Look below for the line containing "repository cdad2e1b54900ac0" and the line containing "RegexBuilder::new(pattern)"; repeat exactly those two lines and all lines between them, and nothing else.

Stored data
+ + + + +
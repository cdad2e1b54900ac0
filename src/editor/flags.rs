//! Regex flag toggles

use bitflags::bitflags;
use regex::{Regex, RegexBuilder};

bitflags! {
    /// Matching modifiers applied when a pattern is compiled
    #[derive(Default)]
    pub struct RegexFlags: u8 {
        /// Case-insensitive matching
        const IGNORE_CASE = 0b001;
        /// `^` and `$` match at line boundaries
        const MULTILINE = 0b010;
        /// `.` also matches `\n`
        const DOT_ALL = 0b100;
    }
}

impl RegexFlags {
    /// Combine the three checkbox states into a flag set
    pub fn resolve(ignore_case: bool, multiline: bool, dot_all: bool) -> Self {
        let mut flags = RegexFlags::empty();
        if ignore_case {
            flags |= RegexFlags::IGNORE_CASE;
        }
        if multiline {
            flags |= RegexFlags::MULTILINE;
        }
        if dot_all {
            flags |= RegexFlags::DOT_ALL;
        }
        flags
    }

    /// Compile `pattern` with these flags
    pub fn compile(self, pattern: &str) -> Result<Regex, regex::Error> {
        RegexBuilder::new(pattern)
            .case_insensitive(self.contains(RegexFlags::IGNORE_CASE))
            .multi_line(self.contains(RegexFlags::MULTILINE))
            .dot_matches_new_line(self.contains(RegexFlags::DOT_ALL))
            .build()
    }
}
+ + + + +
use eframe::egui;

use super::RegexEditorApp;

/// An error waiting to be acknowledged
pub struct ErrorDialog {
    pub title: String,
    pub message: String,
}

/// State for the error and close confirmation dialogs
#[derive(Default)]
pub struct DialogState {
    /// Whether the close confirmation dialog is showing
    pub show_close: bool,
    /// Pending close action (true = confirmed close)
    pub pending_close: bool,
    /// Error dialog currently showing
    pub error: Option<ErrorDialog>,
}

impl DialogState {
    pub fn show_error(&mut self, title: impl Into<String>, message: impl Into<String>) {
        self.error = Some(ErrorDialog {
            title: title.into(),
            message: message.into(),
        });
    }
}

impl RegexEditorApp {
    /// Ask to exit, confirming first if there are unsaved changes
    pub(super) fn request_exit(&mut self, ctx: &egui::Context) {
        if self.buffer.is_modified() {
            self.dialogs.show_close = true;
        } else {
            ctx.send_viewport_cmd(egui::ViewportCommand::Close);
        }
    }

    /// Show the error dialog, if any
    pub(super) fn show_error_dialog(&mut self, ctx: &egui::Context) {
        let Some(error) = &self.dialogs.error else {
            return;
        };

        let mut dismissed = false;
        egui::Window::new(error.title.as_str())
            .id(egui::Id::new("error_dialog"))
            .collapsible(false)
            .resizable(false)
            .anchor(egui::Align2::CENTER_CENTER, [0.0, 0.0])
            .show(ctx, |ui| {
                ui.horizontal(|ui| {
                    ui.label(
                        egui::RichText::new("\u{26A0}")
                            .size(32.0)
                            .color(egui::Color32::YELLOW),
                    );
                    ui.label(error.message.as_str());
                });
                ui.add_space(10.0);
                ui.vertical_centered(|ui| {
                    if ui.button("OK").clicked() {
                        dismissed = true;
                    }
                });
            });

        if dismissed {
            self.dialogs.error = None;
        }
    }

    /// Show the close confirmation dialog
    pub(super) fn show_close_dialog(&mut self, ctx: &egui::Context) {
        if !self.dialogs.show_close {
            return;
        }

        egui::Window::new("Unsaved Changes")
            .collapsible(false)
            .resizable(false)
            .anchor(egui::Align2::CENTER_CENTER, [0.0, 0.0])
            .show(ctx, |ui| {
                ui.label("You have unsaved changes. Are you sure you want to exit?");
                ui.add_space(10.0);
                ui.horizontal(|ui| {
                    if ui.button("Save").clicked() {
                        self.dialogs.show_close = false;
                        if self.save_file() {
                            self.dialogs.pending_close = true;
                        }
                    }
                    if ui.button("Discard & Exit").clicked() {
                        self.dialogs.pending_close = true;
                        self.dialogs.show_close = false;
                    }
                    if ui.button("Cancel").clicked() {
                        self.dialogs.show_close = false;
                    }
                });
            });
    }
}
+ + + + +
== Answer ==
repository cdad2e1b54900ac0
filename src/editor/flags.rs
//! Regex flag toggles

use bitflags::bitflags;
use regex::{Regex, RegexBuilder};

bitflags! {
    /// Matching modifiers applied when a pattern is compiled
    #[derive(Default)]
    pub struct RegexFlags: u8 {
        /// Case-insensitive matching
        const IGNORE_CASE = 0b001;
        /// `^` and `$` match at line boundaries
        const MULTILINE = 0b010;
        /// `.` also matches `\n`
        const DOT_ALL = 0b100;
    }
}

impl RegexFlags {
    /// Combine the three checkbox states into a flag set
    pub fn resolve(ignore_case: bool, multiline: bool, dot_all: bool) -> Self {
        let mut flags = RegexFlags::empty();
        if ignore_case {
            flags |= RegexFlags::IGNORE_CASE;
        }
        if multiline {
            flags |= RegexFlags::MULTILINE;
        }
        if dot_all {
            flags |= RegexFlags::DOT_ALL;
        }
        flags
    }

    /// Compile `pattern` with these flags
    pub fn compile(self, pattern: &str) -> Result<Regex, regex::Error> {
        RegexBuilder::new(pattern)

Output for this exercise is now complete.